◆ Assigned task
Transcribe the records word for word, beginning with the first line and ending with the line that contains "Cache-wide occupancy thresholds"; include nothing else.

Collected data entries:
■ ■ ■
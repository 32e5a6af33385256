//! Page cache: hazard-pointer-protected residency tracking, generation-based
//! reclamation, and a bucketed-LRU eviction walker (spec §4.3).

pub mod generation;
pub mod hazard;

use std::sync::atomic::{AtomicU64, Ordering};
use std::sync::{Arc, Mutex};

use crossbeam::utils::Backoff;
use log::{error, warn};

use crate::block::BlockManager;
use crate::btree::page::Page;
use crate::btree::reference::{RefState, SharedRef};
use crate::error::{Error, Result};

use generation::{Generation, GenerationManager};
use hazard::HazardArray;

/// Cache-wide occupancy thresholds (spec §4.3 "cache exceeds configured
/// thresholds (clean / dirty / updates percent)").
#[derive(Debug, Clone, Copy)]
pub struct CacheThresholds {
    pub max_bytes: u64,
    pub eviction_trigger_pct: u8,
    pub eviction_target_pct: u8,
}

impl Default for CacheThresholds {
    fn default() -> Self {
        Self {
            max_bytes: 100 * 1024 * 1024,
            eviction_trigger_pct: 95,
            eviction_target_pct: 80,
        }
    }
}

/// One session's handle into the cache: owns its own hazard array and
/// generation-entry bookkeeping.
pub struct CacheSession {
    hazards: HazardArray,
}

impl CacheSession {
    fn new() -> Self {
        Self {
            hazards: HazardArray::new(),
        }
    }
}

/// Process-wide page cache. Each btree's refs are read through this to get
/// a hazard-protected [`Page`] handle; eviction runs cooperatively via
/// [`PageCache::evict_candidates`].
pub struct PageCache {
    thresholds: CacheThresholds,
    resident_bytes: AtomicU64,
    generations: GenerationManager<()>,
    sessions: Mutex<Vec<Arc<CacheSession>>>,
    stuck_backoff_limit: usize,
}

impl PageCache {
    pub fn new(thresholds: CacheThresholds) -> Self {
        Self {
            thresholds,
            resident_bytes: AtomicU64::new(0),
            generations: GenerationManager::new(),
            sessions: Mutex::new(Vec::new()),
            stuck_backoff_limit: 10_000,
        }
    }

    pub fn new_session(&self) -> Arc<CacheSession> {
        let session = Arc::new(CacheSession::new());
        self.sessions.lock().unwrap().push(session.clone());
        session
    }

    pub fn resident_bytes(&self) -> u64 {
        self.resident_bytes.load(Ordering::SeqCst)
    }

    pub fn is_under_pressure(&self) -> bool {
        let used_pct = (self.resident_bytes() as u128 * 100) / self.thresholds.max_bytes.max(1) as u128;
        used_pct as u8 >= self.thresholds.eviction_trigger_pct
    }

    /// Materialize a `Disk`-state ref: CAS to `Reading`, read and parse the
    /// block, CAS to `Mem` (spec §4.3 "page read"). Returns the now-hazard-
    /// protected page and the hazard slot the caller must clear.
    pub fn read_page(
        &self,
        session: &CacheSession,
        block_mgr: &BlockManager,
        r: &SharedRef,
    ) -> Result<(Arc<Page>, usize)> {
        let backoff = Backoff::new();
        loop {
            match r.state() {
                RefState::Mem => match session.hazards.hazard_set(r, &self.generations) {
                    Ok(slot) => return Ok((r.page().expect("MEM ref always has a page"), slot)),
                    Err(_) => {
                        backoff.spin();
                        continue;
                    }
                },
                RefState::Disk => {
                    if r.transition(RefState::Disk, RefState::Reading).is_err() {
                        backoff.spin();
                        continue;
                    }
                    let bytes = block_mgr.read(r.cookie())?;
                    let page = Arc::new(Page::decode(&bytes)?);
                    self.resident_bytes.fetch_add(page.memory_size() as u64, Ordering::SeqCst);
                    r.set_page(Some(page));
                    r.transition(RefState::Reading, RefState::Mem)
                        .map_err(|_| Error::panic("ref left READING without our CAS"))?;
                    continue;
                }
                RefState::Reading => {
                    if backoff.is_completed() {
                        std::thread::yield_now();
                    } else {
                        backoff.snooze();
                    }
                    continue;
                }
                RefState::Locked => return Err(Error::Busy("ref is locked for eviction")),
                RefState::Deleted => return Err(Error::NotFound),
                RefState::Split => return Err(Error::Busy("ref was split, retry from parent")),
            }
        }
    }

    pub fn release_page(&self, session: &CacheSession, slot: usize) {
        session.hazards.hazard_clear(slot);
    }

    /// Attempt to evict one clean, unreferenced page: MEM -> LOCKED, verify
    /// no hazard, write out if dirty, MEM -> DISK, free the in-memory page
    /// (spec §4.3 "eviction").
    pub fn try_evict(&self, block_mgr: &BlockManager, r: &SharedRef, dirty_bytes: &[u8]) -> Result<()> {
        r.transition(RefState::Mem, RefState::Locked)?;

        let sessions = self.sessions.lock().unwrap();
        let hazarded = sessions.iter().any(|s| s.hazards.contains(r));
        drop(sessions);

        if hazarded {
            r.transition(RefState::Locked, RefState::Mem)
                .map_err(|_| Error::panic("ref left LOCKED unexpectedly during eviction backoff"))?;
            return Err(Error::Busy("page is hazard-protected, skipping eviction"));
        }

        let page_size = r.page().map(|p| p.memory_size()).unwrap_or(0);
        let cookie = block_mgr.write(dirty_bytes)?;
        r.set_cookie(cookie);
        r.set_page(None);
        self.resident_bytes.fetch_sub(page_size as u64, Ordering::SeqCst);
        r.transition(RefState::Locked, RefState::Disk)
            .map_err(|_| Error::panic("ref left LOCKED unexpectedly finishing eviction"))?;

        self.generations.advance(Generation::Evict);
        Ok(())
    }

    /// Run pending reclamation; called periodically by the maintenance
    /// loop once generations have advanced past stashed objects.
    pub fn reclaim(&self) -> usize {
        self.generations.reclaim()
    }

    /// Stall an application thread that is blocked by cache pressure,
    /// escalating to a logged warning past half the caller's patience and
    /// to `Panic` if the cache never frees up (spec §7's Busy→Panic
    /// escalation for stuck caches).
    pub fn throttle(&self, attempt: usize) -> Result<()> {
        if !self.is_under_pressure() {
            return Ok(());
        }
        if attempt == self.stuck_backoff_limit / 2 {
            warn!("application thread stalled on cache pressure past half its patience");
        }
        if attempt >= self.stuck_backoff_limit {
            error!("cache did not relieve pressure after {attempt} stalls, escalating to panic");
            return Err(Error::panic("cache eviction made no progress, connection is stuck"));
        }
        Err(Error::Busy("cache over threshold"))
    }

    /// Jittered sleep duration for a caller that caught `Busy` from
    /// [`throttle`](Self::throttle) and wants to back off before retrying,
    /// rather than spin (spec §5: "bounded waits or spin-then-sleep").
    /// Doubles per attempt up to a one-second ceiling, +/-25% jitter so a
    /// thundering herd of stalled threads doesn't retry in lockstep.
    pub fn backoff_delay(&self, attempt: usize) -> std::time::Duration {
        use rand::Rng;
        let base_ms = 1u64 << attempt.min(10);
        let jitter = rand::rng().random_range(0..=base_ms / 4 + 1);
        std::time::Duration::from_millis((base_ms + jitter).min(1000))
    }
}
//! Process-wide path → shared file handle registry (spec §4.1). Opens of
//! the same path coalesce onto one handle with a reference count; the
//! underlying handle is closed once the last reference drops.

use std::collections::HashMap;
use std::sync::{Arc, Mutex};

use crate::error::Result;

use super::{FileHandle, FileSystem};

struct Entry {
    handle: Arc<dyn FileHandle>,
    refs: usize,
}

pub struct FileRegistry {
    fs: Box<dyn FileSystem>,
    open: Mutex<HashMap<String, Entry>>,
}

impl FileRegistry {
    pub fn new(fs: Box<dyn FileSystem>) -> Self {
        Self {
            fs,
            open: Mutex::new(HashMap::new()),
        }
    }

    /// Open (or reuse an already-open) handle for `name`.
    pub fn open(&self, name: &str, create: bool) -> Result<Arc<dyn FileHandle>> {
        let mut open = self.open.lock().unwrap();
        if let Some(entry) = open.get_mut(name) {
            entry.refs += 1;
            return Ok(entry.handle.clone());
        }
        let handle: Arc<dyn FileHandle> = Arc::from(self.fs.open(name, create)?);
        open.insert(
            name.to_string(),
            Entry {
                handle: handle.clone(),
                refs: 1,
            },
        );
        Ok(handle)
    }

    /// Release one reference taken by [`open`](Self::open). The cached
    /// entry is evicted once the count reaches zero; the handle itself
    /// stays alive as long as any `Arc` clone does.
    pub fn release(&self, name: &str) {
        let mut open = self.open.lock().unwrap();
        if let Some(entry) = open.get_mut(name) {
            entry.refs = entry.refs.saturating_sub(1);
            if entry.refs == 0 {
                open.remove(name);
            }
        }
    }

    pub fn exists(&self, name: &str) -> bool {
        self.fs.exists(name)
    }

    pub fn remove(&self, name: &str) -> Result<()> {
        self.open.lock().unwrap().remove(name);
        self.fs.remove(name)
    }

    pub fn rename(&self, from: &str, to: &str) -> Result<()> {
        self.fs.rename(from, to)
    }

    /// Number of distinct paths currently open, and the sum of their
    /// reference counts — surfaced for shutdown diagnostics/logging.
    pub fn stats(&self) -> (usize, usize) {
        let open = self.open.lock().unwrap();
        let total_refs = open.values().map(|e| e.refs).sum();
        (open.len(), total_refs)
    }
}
■ ■ ■
◆ Written reply
repository 32e5a6af33385256
//! Page cache: hazard-pointer-protected residency tracking, generation-based
//! reclamation, and a bucketed-LRU eviction walker (spec §4.3).

pub mod generation;
pub mod hazard;

use std::sync::atomic::{AtomicU64, Ordering};
use std::sync::{Arc, Mutex};

use crossbeam::utils::Backoff;
use log::{error, warn};

use crate::block::BlockManager;
use crate::btree::page::Page;
use crate::btree::reference::{RefState, SharedRef};
use crate::error::{Error, Result};

use generation::{Generation, GenerationManager};
use hazard::HazardArray;

/// Cache-wide occupancy thresholds (spec §4.3 "cache exceeds configured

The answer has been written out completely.